WOW!!! Those things look like squirrels on steroids! Are they any good to eat? That is a cool looking frame, by the way.

Cheers .... Charles


----------



## Byudzai (Aug 31, 2013)

oh perfect -- okay as a guy who actually hunts at night -- which I have never done -- do you think you'd have any real use for aiming dots? (assuming you shoot gangster?) or is that just silly?


----------



## Tendele (Nov 29, 2014)

Hi wll. My draw length is about 95 cm. the night was freezing , close to zero degrees celcius .Tested my setup on my chrony and got the lead going at around 250 plus fps . Actually measured 31.4 fpe with a few shots so the poor little buggers really feel it when the lead hits them.


----------



## Tendele (Nov 29, 2014)

Charles said:


> WOW!!! Those things look like squirrels on steroids! Are they any good to eat? That is a cool looking frame, by the way.
> 
> Cheers .... Charles


They are no goo for eating. They stink prety bad . We pluck them and sell,the fur . If you pluck them straight after they die the fur pulls,off really easily. We get about $100 per kilo and use the money to pay for our flashlights, theraband etc


----------



## Tendele (Nov 29, 2014)

Byudzai said:


> oh perfect -- okay as a guy who actually hunts at night -- which I have never done -- do you think you'd have any real use for aiming dots? (assuming you shoot gangster?) or is that just silly?
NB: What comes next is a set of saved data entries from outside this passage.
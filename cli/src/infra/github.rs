//! GitHub Actions implementation of the `WorkflowApi` port.
//!
//! Every request reserves a slot from the shared limiter, then goes through
//! one retry loop. Rate limits and transient failures are retried with
//! backoff; everything else is returned to the caller on the first failure.
//!
//! A dispatch is not idempotent: each accepted POST starts one more run. It
//! is only resent when the remote certainly did not act on it, meaning the
//! connection was never established or the call was refused for rate limiting.

use std::collections::BTreeMap;
use std::path::{Path, PathBuf};
use std::sync::Arc;
use std::time::Duration;

use chrono::{DateTime, Utc};
use reqwest::header::{ACCEPT, HeaderMap, RETRY_AFTER};
use reqwest::{Method, RequestBuilder, Response, StatusCode};
use serde::Deserialize;
use serde::de::DeserializeOwned;
use tracing::{debug, info, warn};

use crate::application::ports::{RequestLimiter, WorkflowApi};
use crate::domain::config::PushbutanConfig;
use crate::domain::{
    ApiError, ArtifactSummary, DispatchAck, DispatchRequest, RetryPolicy, RunId, RunLog,
    RunSnapshot, RunStatus, RunSummary, WorkflowRef, WorkflowSummary,
};
use crate::infra::archive;
use crate::infra::credentials::Credentials;

const API_VERSION: &str = "2022-11-28";
const RUNS_PER_PAGE: &str = "30";

/// Whether a failed request may be sent again.
#[derive(Debug, Clone, Copy, PartialEq, Eq)]
enum Delivery {
    /// Safe to repeat.
    Idempotent,
    /// Resend only if the previous attempt cannot have been acted on.
    AtMostOnce,
}

/// Client for one repository's Actions API.
pub struct GithubClient {
    http: reqwest::Client,
    base: String,
    token: String,
    retry: RetryPolicy,
    limiter: Arc<dyn RequestLimiter>,
}

impl GithubClient {
    /// Build a client for the configured repository.
    ///
    /// # Errors
    ///
    /// Returns `Transient` if the HTTP client cannot be constructed.
    pub fn new(
        config: &PushbutanConfig,
        credentials: &Credentials,
        limiter: Arc<dyn RequestLimiter>,
    ) -> Result<Self, ApiError> {
        let http = reqwest::Client::builder()
            .user_agent(concat!("pushbutan/", env!("CARGO_PKG_VERSION")))
            .timeout(config.http.request_timeout())
            .build()
            .map_err(|e| ApiError::Transient(format!("cannot build HTTP client: {e}")))?;
        Ok(Self {
            http,
            base: format!(
                "{}/repos/{}",
                config.api_url.trim_end_matches('/'),
                config.repository.slug()
            ),
            token: credentials.token().to_string(),
            retry: config.http.retry_policy(),
            limiter,
        })
    }

    fn request(&self, method: Method, url: &str) -> RequestBuilder {
        self.http
            .request(method, url)
            .bearer_auth(&self.token)
            .header(ACCEPT, "application/vnd.github+json")
            .header("X-GitHub-Api-Version", API_VERSION)
    }

    fn repo_url(&self, path: &str) -> String {
        format!("{}/{path}", self.base)
    }

    fn root_url(&self, path: &str) -> String {
        let root = self
            .base
            .rsplit_once("/repos/")
            .map_or(self.base.as_str(), |(root, _)| root);
        format!("{root}/{path}")
    }

    /// Send with limiter, classification and bounded retries.
    async fn send(
        &self,
        what: &str,
        builder: RequestBuilder,
        delivery: Delivery,
    ) -> Result<Response, ApiError> {
        let mut attempt = 0u32;
        loop {
            attempt += 1;

            let wait = self.limiter.reserve();
            if !wait.is_zero() {
                debug!(what, wait_ms = wait.as_millis(), "waiting for request budget");
                tokio::time::sleep(wait).await;
            }

            let request = builder
                .try_clone()
                .ok_or_else(|| ApiError::Transient(format!("{what}: request cannot be retried")))?;
            debug!(what, attempt, "sending request");

            let (err, maybe_acted_on) = match request.send().await {
                Ok(response) if response.status().is_success() => return Ok(response),
                Ok(response) => {
                    let err = classify(response).await;
                    let refused = matches!(err, ApiError::RateLimited { .. });
                    (err, !refused)
                }
                Err(e) if e.is_decode() => (ApiError::Decode(e.to_string()), true),
                Err(e) => (ApiError::Transient(e.to_string()), !e.is_connect()),
            };

            if let ApiError::RateLimited { retry_after } = &err {
                self.limiter.penalize(*retry_after);
            }
            if !err.is_retryable() || !self.retry.allows_retry(attempt) {
                debug!(what, attempt, error = %err, "request failed");
                return Err(err);
            }
            if delivery == Delivery::AtMostOnce && maybe_acted_on {
                warn!(what, attempt, error = %err, "request may have been applied, not resending");
                return Err(err);
            }
            let delay = self.retry.delay_for(attempt, err.retry_after());
            warn!(
                what,
                attempt,
                delay_ms = delay.as_millis(),
                error = %err,
                "request failed, will retry"
            );
            tokio::time::sleep(delay).await;
        }
    }

    async fn get_json<T: DeserializeOwned>(&self, what: &str, url: &str) -> Result<T, ApiError> {
        let response = self
            .send(what, self.request(Method::GET, url), Delivery::Idempotent)
            .await?;
        response
            .json::<T>()
            .await
            .map_err(|e| ApiError::Decode(format!("{what}: {e}")))
    }

    async fn get_bytes(&self, what: &str, url: &str) -> Result<Vec<u8>, ApiError> {
        let response = self
            .send(what, self.request(Method::GET, url), Delivery::Idempotent)
            .await?;
        let bytes = response
            .bytes()
            .await
            .map_err(|e| ApiError::Transient(format!("{what}: {e}")))?;
        Ok(bytes.to_vec())
    }
}

impl WorkflowApi for GithubClient {
    async fn authenticated_user(&self) -> Result<String, ApiError> {
        let user: UserItem = self.get_json("get user", &self.root_url("user")).await?;
        Ok(user.login)
    }

    async fn list_workflows(&self) -> Result<Vec<WorkflowSummary>, ApiError> {
        let list: WorkflowList = self
            .get_json("list workflows", &self.repo_url("actions/workflows"))
            .await?;
        Ok(list.workflows)
    }

    async fn dispatch(&self, request: &DispatchRequest) -> Result<DispatchAck, ApiError> {
        let url = self.repo_url(&format!(
            "actions/workflows/{}/dispatches",
            request.workflow.workflow
        ));
        let inputs: BTreeMap<&str, &str> = request
            .inputs()
            .iter()
            .map(|(k, v)| (k.as_str(), v.as_str()))
            .collect();
        let body = serde_json::json!({
            "ref": request.workflow.git_ref,
            "inputs": inputs,
        });
        let response = self
            .send(
                "dispatch workflow",
                self.request(Method::POST, &url).json(&body),
                Delivery::AtMostOnce,
            )
            .await?;
        let status = response.status().as_u16();
        info!(workflow = %request.workflow.workflow, status, "workflow dispatched");
        Ok(DispatchAck { status })
    }

    async fn fetch_recent_runs(
        &self,
        workflow: &WorkflowRef,
        since: DateTime<Utc>,
    ) -> Result<Vec<RunSummary>, ApiError> {
        let url = self.repo_url(&format!("actions/workflows/{workflow}/runs"));
        let created = format!(">={}", since.format("%Y-%m-%dT%H:%M:%SZ"));
        let builder = self.request(Method::GET, &url).query(&[
            ("event", "workflow_dispatch"),
            ("created", created.as_str()),
            ("per_page", RUNS_PER_PAGE),
        ]);
        let response = self.send("list runs", builder, Delivery::Idempotent).await?;
        let list: RunList = response
            .json()
            .await
            .map_err(|e| ApiError::Decode(format!("list runs: {e}")))?;
        Ok(list.workflow_runs.into_iter().map(RunItem::into_summary).collect())
    }

    async fn fetch_run_status(&self, run_id: RunId) -> Result<RunSnapshot, ApiError> {
        let run: RunItem = self
            .get_json("get run", &self.repo_url(&format!("actions/runs/{run_id}")))
            .await?;
        Ok(run.into_snapshot())
    }

    async fn fetch_run_log(&self, run_id: RunId) -> Result<RunLog, ApiError> {
        let bytes = self
            .get_bytes("download logs", &self.repo_url(&format!("actions/runs/{run_id}/logs")))
            .await?;
        let files = archive::text_members(&bytes)?;
        debug!(run_id = %run_id, members = files.len(), bytes = bytes.len(), "run log fetched");
        Ok(RunLog {
            archive: bytes,
            files,
        })
    }

    async fn list_artifacts(&self, run_id: RunId) -> Result<Vec<ArtifactSummary>, ApiError> {
        let list: ArtifactList = self
            .get_json(
                "list artifacts",
                &self.repo_url(&format!("actions/runs/{run_id}/artifacts")),
            )
            .await?;
        Ok(list
            .artifacts
            .into_iter()
            .map(|a| ArtifactSummary {
                id: a.id,
                name: a.name,
                size_in_bytes: a.size_in_bytes,
                expired: a.expired,
            })
            .collect())
    }

    async fn download_artifact(
        &self,
        artifact: &ArtifactSummary,
        dest: &Path,
    ) -> Result<Vec<PathBuf>, ApiError> {
        let url = self.repo_url(&format!("actions/artifacts/{}/zip", artifact.id));
        let bytes = self.get_bytes("download artifact", &url).await?;
        let target = dest.join(safe_dir_name(&artifact.name));
        archive::unpack(&bytes, &target)
    }

    async fn cancel_run(&self, run_id: RunId) -> Result<(), ApiError> {
        let url = self.repo_url(&format!("actions/runs/{run_id}/cancel"));
        self.send("cancel run", self.request(Method::POST, &url), Delivery::Idempotent)
            .await?;
        Ok(())
    }
}

// ── Response classification ───────────────────────────────────────────────────

/// Rate-limit related response headers.
#[derive(Debug, Clone, Copy, Default, PartialEq, Eq)]
struct RateHeaders {
    remaining: Option<u64>,
    retry_after: Option<Duration>,
}

fn rate_headers(headers: &HeaderMap, now: DateTime<Utc>) -> RateHeaders {
    let number = |name: &str| {
        headers
            .get(name)
            .and_then(|v| v.to_str().ok())
            .and_then(|v| v.trim().parse::<u64>().ok())
    };
    let remaining = number("x-ratelimit-remaining");
    let retry_after = number(RETRY_AFTER.as_str())
        .map(Duration::from_secs)
        .or_else(|| {
            let reset = i64::try_from(number("x-ratelimit-reset")?).ok()?;
            let secs = reset.saturating_sub(now.timestamp()).max(0);
            Some(Duration::from_secs(secs.unsigned_abs()))
        });
    RateHeaders {
        remaining,
        retry_after,
    }
}

async fn classify(response: Response) -> ApiError {
    let status = response.status();
    let rate = rate_headers(response.headers(), Utc::now());
    let body = response.text().await.unwrap_or_default();
    classify_status(status, rate, api_message(&body))
}

fn classify_status(status: StatusCode, rate: RateHeaders, message: String) -> ApiError {
    let code = status.as_u16();
    match code {
        401 => ApiError::Auth {
            status: code,
            message,
        },
        403 if rate.remaining == Some(0) || message.to_lowercase().contains("rate limit") => {
            ApiError::RateLimited {
                retry_after: rate.retry_after,
            }
        }
        403 => ApiError::Auth {
            status: code,
            message,
        },
        429 => ApiError::RateLimited {
            retry_after: rate.retry_after,
        },
        404 => ApiError::NotFound(message),
        408 | 500..=599 => ApiError::Transient(format!("HTTP {code}: {message}")),
        _ => ApiError::Rejected {
            status: code,
            message,
        },
    }
}

/// The `message` field of a GitHub error body, or the start of the raw body.
fn api_message(body: &str) -> String {
    #[derive(Deserialize)]
    struct ErrorBody {
        message: String,
    }
    match serde_json::from_str::<ErrorBody>(body) {
        Ok(parsed) => parsed.message,
        Err(_) => body.chars().take(200).collect::<String>().trim().to_string(),
    }
}

fn safe_dir_name(name: &str) -> String {
    let cleaned: String = name
        .chars()
        .map(|c| if c.is_ascii_alphanumeric() || matches!(c, '-' | '_' | '.') { c } else { '_' })
        .collect();
    match cleaned.trim_matches('.') {
        "" => "artifact".to_string(),
        rest => rest.to_string(),
    }
}

// ── Wire types ────────────────────────────────────────────────────────────────

#[derive(Deserialize)]
struct UserItem {
    login: String,
}

#[derive(Deserialize)]
struct WorkflowList {
    workflows: Vec<WorkflowSummary>,
}

#[derive(Deserialize)]
struct RunList {
    workflow_runs: Vec<RunItem>,
}

#[derive(Deserialize)]
struct RunItem {
    id: u64,
    workflow_id: u64,
    #[serde(default)]
    path: String,
    created_at: DateTime<Utc>,
    status: Option<String>,
    conclusion: Option<String>,
    #[serde(default)]
    event: String,
    head_branch: Option<String>,
    actor: Option<ActorItem>,
    display_title: Option<String>,
    html_url: Option<String>,
}

#[derive(Deserialize)]
struct ActorItem {
    login: String,
}

impl RunItem {
    fn raw_status(&self) -> &str {
        self.status.as_deref().unwrap_or("queued")
    }

    fn into_summary(self) -> RunSummary {
        RunSummary {
            id: RunId(self.id),
            workflow_id: self.workflow_id,
            status: RunStatus::from_api(self.raw_status(), self.conclusion.as_deref()),
            path: self.path,
            created_at: self.created_at,
            event: self.event,
            head_branch: self.head_branch,
            actor: self.actor.map(|a| a.login),
            title: self.display_title,
        }
    }

    fn into_snapshot(self) -> RunSnapshot {
        let mut snapshot =
            RunSnapshot::new(RunId(self.id), self.raw_status(), self.conclusion.as_deref());
        snapshot.html_url = self.html_url;
        snapshot
    }
}

#[derive(Deserialize)]
struct ArtifactList {
    artifacts: Vec<ArtifactItem>,
}

#[derive(Deserialize)]
struct ArtifactItem {
    id: u64,
    name: String,
    #[serde(default)]
    size_in_bytes: u64,
    #[serde(default)]
    expired: bool,
}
The dots look like a great idea. What are they made from? In the dark i pretty much have to shoot instinctively so its difficult but you gotta get lucky sometimes and the more you practise the luckier you get. At present i use a red flashlight on a headband to hunt at night. It works really well for rabbits too.


----------



## wll (Oct 4, 2014)

Tendele said:


> Hi wll. My draw length is about 95 cm. the night was freezing , close to zero degrees celcius .Tested my setup on my chrony and got the lead going at around 250 plus fps . Actually measured 31.4 fpe with a few shots so the poor little buggers really feel it when the lead hits them.


That is some very, very serious speed at about 95cm (38") draw .. and 26cm Static WOW !

That animal has to be tough as heck to withstand the heavy lead you are giving him ...Nice Shooting !

wll


----------



## ghost0311/8541 (Jan 6, 2013)

Good shooting a lot different than our possums here in the States.


----------



## JediMike (Jan 1, 2015)

Nice shooting Tendele, three less of those things eating their way through our forests and native birds!


----------